*** Material provided ***

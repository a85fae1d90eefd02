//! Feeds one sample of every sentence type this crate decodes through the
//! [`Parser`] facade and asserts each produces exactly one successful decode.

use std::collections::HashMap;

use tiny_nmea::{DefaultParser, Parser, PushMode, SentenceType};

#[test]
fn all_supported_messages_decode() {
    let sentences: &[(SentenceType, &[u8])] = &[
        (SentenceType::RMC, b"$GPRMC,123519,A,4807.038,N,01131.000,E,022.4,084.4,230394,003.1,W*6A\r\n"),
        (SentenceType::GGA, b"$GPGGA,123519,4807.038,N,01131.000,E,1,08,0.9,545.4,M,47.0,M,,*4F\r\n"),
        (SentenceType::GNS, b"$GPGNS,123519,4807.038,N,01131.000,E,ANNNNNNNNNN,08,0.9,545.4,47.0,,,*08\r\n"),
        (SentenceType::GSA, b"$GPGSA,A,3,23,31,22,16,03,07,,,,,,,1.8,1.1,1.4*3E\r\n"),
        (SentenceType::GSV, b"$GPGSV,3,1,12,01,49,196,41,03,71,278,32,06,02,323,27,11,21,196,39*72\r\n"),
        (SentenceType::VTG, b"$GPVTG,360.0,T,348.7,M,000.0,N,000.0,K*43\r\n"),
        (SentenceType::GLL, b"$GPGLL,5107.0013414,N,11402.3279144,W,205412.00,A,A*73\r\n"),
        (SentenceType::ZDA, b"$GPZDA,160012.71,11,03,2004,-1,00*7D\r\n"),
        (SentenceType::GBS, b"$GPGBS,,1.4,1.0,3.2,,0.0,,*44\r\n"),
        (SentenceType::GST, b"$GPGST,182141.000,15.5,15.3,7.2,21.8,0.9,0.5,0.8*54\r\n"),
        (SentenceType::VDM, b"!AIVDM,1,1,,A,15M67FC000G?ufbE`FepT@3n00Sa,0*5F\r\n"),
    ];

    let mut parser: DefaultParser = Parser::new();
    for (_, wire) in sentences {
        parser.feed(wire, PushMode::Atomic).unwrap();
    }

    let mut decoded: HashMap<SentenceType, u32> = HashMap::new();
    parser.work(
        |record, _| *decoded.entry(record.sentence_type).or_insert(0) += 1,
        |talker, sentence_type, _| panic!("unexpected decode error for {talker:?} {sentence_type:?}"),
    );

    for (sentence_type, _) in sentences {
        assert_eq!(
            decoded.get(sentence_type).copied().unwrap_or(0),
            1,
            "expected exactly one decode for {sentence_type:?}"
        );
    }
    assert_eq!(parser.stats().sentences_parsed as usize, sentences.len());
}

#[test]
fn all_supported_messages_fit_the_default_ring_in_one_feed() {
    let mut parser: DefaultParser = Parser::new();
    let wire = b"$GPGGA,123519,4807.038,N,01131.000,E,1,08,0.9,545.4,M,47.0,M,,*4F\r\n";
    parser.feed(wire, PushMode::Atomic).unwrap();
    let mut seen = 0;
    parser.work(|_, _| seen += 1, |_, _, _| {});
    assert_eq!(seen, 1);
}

***
*** Material provided ***

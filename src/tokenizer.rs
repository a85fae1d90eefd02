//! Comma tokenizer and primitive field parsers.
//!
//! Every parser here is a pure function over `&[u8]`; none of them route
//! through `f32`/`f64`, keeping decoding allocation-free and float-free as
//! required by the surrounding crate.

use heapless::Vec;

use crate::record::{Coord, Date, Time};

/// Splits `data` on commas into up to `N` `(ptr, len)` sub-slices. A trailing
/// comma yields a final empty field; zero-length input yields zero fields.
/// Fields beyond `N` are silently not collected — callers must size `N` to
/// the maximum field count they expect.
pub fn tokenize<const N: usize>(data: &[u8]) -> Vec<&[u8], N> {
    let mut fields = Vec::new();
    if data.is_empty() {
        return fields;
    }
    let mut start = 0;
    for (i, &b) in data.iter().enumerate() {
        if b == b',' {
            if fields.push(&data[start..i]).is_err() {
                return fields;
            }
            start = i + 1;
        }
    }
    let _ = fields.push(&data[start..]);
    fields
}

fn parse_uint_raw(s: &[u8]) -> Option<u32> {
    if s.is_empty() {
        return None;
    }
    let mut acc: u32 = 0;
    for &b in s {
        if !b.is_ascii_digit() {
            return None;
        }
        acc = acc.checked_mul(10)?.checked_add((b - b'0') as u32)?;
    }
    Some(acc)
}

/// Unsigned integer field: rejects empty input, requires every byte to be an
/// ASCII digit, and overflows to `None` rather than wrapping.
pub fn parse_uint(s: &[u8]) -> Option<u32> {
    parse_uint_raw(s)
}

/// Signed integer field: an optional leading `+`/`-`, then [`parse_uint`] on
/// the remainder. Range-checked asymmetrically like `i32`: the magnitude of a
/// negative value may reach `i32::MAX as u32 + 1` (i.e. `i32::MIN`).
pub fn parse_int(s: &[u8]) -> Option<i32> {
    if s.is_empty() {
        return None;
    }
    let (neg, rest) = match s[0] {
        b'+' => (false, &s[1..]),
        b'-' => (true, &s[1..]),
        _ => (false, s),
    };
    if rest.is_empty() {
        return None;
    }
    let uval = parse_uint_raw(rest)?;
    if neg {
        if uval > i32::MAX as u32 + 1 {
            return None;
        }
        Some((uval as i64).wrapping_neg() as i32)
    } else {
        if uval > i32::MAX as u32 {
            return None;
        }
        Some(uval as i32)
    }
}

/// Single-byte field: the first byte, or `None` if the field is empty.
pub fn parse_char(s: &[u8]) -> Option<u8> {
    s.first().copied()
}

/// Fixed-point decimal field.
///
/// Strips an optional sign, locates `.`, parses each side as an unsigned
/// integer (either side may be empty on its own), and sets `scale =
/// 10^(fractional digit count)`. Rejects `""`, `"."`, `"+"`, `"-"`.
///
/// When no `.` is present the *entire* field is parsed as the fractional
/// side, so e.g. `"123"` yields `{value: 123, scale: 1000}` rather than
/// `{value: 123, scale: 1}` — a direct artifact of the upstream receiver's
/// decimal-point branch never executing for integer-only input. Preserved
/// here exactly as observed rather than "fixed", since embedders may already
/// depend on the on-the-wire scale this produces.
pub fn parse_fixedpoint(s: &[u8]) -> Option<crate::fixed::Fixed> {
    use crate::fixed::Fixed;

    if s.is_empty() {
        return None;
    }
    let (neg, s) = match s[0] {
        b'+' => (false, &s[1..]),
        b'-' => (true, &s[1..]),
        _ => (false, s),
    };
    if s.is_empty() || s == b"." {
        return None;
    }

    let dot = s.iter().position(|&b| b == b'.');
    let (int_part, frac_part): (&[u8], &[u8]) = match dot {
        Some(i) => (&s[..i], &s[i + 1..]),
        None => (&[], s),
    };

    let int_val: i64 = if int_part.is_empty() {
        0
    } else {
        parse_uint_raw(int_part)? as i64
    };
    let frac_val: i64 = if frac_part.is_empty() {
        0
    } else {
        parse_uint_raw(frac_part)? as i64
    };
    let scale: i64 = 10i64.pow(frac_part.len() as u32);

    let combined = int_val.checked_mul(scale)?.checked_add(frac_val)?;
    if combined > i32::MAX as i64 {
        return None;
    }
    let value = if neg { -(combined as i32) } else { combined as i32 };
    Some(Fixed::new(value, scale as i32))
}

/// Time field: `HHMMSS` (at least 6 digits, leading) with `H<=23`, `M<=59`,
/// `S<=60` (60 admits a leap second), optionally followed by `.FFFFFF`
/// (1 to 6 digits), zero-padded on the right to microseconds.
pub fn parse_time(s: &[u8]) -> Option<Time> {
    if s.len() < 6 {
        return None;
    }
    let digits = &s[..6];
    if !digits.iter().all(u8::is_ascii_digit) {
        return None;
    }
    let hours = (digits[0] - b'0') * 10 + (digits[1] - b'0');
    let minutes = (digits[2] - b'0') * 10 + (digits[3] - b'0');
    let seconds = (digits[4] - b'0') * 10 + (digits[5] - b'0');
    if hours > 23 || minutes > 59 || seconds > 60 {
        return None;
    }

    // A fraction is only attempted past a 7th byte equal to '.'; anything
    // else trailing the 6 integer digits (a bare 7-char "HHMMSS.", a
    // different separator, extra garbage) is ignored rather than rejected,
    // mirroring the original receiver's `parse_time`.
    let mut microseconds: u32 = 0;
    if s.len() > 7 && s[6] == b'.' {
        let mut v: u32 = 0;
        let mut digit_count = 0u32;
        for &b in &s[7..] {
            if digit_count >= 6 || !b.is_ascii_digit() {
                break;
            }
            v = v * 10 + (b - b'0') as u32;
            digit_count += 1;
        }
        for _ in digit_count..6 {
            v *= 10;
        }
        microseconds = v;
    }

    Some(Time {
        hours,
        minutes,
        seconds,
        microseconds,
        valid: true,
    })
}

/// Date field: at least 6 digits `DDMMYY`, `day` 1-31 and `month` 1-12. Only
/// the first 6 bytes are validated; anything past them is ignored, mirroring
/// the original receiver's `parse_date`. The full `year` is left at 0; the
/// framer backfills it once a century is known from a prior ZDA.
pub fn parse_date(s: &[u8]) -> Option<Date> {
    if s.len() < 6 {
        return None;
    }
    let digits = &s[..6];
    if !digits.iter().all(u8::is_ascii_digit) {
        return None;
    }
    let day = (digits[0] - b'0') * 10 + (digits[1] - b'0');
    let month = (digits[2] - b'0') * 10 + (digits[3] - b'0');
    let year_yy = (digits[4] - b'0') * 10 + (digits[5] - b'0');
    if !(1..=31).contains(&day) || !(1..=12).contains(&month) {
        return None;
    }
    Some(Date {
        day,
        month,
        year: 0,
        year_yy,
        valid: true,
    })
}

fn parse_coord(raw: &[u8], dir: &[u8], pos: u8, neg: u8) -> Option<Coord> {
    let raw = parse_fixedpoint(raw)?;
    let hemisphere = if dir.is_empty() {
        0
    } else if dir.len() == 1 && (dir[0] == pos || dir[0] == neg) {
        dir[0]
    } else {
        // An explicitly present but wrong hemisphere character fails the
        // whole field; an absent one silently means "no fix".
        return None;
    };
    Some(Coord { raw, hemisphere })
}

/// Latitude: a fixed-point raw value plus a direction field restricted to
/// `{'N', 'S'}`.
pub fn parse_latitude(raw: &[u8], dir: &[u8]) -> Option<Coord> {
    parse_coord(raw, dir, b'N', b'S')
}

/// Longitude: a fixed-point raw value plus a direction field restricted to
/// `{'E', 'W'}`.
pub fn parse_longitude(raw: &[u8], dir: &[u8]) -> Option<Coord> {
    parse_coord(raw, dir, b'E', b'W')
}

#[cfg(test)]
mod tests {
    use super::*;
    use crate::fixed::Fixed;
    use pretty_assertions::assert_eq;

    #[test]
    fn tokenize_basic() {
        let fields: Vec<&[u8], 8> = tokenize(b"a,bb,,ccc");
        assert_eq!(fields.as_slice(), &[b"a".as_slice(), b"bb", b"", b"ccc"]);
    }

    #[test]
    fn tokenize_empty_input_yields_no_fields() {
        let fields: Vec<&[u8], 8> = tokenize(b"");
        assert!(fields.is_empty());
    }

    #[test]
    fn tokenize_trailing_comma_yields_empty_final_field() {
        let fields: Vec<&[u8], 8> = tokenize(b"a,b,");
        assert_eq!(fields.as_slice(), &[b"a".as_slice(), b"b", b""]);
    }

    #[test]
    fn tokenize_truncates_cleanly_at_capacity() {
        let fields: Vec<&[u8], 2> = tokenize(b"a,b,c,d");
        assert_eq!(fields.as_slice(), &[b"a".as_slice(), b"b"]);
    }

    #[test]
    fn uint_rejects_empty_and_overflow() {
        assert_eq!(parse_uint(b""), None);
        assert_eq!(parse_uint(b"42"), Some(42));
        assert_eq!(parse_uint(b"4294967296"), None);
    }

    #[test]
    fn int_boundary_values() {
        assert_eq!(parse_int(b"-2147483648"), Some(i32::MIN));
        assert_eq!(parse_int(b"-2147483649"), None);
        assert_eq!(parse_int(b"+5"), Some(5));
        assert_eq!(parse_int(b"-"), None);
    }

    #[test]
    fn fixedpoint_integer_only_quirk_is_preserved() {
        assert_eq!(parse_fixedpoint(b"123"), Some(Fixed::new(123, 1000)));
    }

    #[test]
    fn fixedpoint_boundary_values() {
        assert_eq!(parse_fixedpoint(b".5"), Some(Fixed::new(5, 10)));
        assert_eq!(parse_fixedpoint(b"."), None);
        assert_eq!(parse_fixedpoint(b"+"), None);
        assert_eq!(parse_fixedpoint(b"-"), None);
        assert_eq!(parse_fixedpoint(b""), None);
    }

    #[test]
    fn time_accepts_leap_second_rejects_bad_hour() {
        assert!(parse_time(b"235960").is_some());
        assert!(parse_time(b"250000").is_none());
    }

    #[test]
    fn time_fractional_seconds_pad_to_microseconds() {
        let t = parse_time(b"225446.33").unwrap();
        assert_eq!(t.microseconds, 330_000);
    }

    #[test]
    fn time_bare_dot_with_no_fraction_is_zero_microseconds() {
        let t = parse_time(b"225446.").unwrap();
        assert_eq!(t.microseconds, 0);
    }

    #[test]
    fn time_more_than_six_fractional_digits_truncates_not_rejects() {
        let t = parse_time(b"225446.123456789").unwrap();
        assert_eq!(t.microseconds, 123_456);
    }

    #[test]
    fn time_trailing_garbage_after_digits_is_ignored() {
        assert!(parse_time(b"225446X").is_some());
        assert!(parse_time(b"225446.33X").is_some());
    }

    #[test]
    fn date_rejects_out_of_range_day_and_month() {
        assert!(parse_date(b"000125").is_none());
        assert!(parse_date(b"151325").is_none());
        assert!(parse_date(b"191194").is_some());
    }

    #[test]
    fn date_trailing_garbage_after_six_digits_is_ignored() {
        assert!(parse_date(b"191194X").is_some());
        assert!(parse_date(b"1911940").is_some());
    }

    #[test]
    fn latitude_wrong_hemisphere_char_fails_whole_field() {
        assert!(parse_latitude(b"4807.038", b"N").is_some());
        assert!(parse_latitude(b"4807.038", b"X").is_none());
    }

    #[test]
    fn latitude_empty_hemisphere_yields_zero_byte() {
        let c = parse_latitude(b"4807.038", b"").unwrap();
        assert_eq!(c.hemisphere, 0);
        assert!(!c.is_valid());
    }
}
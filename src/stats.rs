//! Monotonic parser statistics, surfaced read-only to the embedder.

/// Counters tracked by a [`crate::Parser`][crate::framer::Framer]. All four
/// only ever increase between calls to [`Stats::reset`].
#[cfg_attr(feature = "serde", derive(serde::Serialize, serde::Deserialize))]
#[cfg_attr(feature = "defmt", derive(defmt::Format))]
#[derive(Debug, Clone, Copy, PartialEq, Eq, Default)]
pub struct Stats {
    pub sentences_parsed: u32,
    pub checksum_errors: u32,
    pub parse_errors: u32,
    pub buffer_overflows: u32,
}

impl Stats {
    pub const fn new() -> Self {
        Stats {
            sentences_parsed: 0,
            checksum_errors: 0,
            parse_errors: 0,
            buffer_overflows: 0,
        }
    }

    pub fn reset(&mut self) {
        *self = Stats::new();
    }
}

***

_Goal of the exercise_
Among the lines of the data, find every one that holds "derive" and copy it.

_Exercise result_
#[cfg_attr(feature = "serde", derive(serde::Serialize, serde::Deserialize))]
#[cfg_attr(feature = "defmt", derive(defmt::Format))]
#[derive(Debug, Clone, Copy, PartialEq, Eq, Default)]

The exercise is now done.